On Sunday September 6th Deb told me that she no longer wants to be with me and that she's never been in love with me in all the nine years we've been together...my heart has been broken into more pieces than any one person could ever pick up in a lifetime. That evening i wanted to end my own life...and tried. A few friends showed up the next morning with my Mom and made me go to Dyer to admit myself into the Psych Ward for a few days, it was an interesting experience...
I'm so so sad i don't know if i could ever express my total grief to anyone. Just a couple months ago i had wondered to myself if i was really in love with Deb, if i even knew what that meant or felt like and now i know that i am completely in love with her...sad, isn't it?

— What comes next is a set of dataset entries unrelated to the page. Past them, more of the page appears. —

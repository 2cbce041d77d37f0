//! Style mutation
//!
//! Each style panel applies as one batch against the selected node,
//! writing literal values that render in email clients. Solid
//! backgrounds and gradients are mutually exclusive: applying either
//! clears the other longhand, and `clear_background` removes both.

use serde::{Deserialize, Serialize};
use tracing::debug;

use mailsmith_surface::{EditingSurface, NodeId};

use crate::color::normalize_hex;
use crate::error::Result;
use crate::snapshot::DEFAULT_GRADIENT_ANGLE;

/// Solid background fill
#[derive(Debug, Clone, Serialize, Deserialize)]
pub struct BackgroundPanel {
    /// Fill color in any recognized notation
    pub color: String,
}

/// Two-stop linear gradient fill
#[derive(Debug, Clone, Serialize, Deserialize)]
pub struct GradientPanel {
    /// Angle in degrees
    pub angle: u16,
    /// First color stop
    pub start: String,
    /// Second color stop
    pub end: String,
}

impl Default for GradientPanel {
    fn default() -> Self {
        Self {
            angle: DEFAULT_GRADIENT_ANGLE,
            start: "#FFFFFF".to_string(),
            end: "#FFFFFF".to_string(),
        }
    }
}

/// Width and height
#[derive(Debug, Clone, Default, Serialize, Deserialize)]
pub struct DimensionsPanel {
    /// New `width`, untouched when absent
    pub width: Option<String>,
    /// New `height`, untouched when absent
    pub height: Option<String>,
}

/// Padding and margin
#[derive(Debug, Clone, Default, Serialize, Deserialize)]
pub struct SpacingPanel {
    /// New `padding`, untouched when absent
    pub padding: Option<String>,
    /// New `margin`, untouched when absent
    pub margin: Option<String>,
}

/// Border and corner radii
#[derive(Debug, Clone, Default, Serialize, Deserialize)]
pub struct BorderPanel {
    /// New `border-width`
    pub width: Option<String>,
    /// New `border-style`
    pub style: Option<String>,
    /// New `border-color`
    pub color: Option<String>,
    /// Corner radii: top-left, top-right, bottom-right, bottom-left
    pub radii: [Option<String>; 4],
}

/// Typography for text selections
#[derive(Debug, Clone, Default, Serialize, Deserialize)]
pub struct TypographyPanel {
    /// New `font-family`
    pub font_family: Option<String>,
    /// New `font-size`
    pub font_size: Option<String>,
    /// New `font-weight`
    pub font_weight: Option<String>,
    /// New text `color`
    pub color: Option<String>,
    /// New `text-align`
    pub text_align: Option<String>,
    /// New `line-height`
    pub line_height: Option<String>,
}

/// Source and alt text for image selections
#[derive(Debug, Clone, Default, Serialize, Deserialize)]
pub struct ImagePanel {
    /// New `src` attribute
    pub src: Option<String>,
    /// New `alt` attribute
    pub alt: Option<String>,
}

/// Apply a solid background, clearing any gradient
pub fn apply_background(
    surface: &mut EditingSurface,
    node: NodeId,
    panel: &BackgroundPanel,
) -> Result<()> {
    let color = normalize_hex(&panel.color);
    debug!(%color, "applying solid background");
    surface.set_styles(
        node,
        &[
            ("background-color", color.as_str()),
            ("background-image", ""),
            ("background", ""),
        ],
    )?;
    Ok(())
}

/// Apply a gradient background, clearing any solid color
pub fn apply_gradient(
    surface: &mut EditingSurface,
    node: NodeId,
    panel: &GradientPanel,
) -> Result<()> {
    let value = format!(
        "linear-gradient({}deg, {}, {})",
        panel.angle,
        normalize_hex(&panel.start),
        normalize_hex(&panel.end),
    );
    debug!(%value, "applying gradient background");
    surface.set_styles(
        node,
        &[
            ("background-image", value.as_str()),
            ("background-color", ""),
            ("background", ""),
        ],
    )?;
    Ok(())
}

/// Remove both background longhands and the shorthand
pub fn clear_background(surface: &mut EditingSurface, node: NodeId) -> Result<()> {
    surface.remove_styles(node, &["background-color", "background-image", "background"])?;
    Ok(())
}

/// Apply width/height
pub fn apply_dimensions(
    surface: &mut EditingSurface,
    node: NodeId,
    panel: &DimensionsPanel,
) -> Result<()> {
    let mut pairs = Vec::new();
    push_pair(&mut pairs, "width", &panel.width);
    push_pair(&mut pairs, "height", &panel.height);
    apply_pairs(surface, node, &pairs)
}

/// Apply padding/margin
pub fn apply_spacing(
    surface: &mut EditingSurface,
    node: NodeId,
    panel: &SpacingPanel,
) -> Result<()> {
    let mut pairs = Vec::new();
    push_pair(&mut pairs, "padding", &panel.padding);
    push_pair(&mut pairs, "margin", &panel.margin);
    apply_pairs(surface, node, &pairs)
}

/// Apply border values and corner radii
pub fn apply_border(
    surface: &mut EditingSurface,
    node: NodeId,
    panel: &BorderPanel,
) -> Result<()> {
    let normalized_color = panel.color.as_deref().map(normalize_hex);
    let mut pairs = Vec::new();
    push_pair(&mut pairs, "border-width", &panel.width);
    push_pair(&mut pairs, "border-style", &panel.style);
    push_pair(&mut pairs, "border-color", &normalized_color);
    const RADIUS_PROPS: [&str; 4] = [
        "border-top-left-radius",
        "border-top-right-radius",
        "border-bottom-right-radius",
        "border-bottom-left-radius",
    ];
    for (prop, value) in RADIUS_PROPS.iter().zip(panel.radii.iter()) {
        push_pair(&mut pairs, prop, value);
    }
    apply_pairs(surface, node, &pairs)
}

/// Apply typography values
pub fn apply_typography(
    surface: &mut EditingSurface,
    node: NodeId,
    panel: &TypographyPanel,
) -> Result<()> {
    let normalized_color = panel.color.as_deref().map(normalize_hex);
    let mut pairs = Vec::new();
    push_pair(&mut pairs, "font-family", &panel.font_family);
    push_pair(&mut pairs, "font-size", &panel.font_size);
    push_pair(&mut pairs, "font-weight", &panel.font_weight);
    push_pair(&mut pairs, "color", &normalized_color);
    push_pair(&mut pairs, "text-align", &panel.text_align);
    push_pair(&mut pairs, "line-height", &panel.line_height);
    apply_pairs(surface, node, &pairs)
}

/// Apply image attributes
pub fn apply_image(
    surface: &mut EditingSurface,
    node: NodeId,
    panel: &ImagePanel,
) -> Result<()> {
    if let Some(src) = &panel.src {
        surface.set_attribute(node, "src", src)?;
    }
    if let Some(alt) = &panel.alt {
        surface.set_attribute(node, "alt", alt)?;
    }
    Ok(())
}

/// Apply opacity immediately, with no confirm step
pub fn apply_opacity(surface: &mut EditingSurface, node: NodeId, value: &str) -> Result<()> {
    surface.set_style(node, "opacity", value)?;
    Ok(())
}

fn push_pair<'a>(pairs: &mut Vec<(&'a str, &'a str)>, prop: &'a str, value: &'a Option<String>) {
    if let Some(value) = value {
        pairs.push((prop, value.as_str()));
    }
}

fn apply_pairs(surface: &mut EditingSurface, node: NodeId, pairs: &[(&str, &str)]) -> Result<()> {
    if pairs.is_empty() {
        return Ok(());
    }
    surface.set_styles(node, pairs)?;
    Ok(())
}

Over the past few years, Deb has sat and watched my failure to obtain proper medical attention for myself and she's had to withstand bouts of me feeling like i no longer wanted to live due to the daily difficulties of my life. I am beginning to understand the tremendous and unfair stress that my depression and physical decline has put upon her. I can't change what i've done and clearly i'm the one who has to figure out how to live with it. Deb has taken on the role of main breadwinner, chief shopper, laundry & errand boi and pack mule. She's carried things for me, gotten things for me and taken me most places i needed to or wanted to go. I've been unfair to her. Oh sure, i cook 4-5 days a week sometimes 2-3 meals depending on how i feel...and i clean and take care of most of the dishes...but it's still been a huge burden on her, one i cannot take back. And if she's never loved me, it wouldn't really matter anyway, would it?
Tomorrow i will go and open a new, solo checking account here in Indiana with the help of my Mom and Dan and move my SSI direct deposit into that account. Then i will need to figure out how to remove myself from the checking account in Maryland without going there in person...and that account can remain Deb's. The next step after that will be to figure out some sort of low income or housing for disabled people for myself.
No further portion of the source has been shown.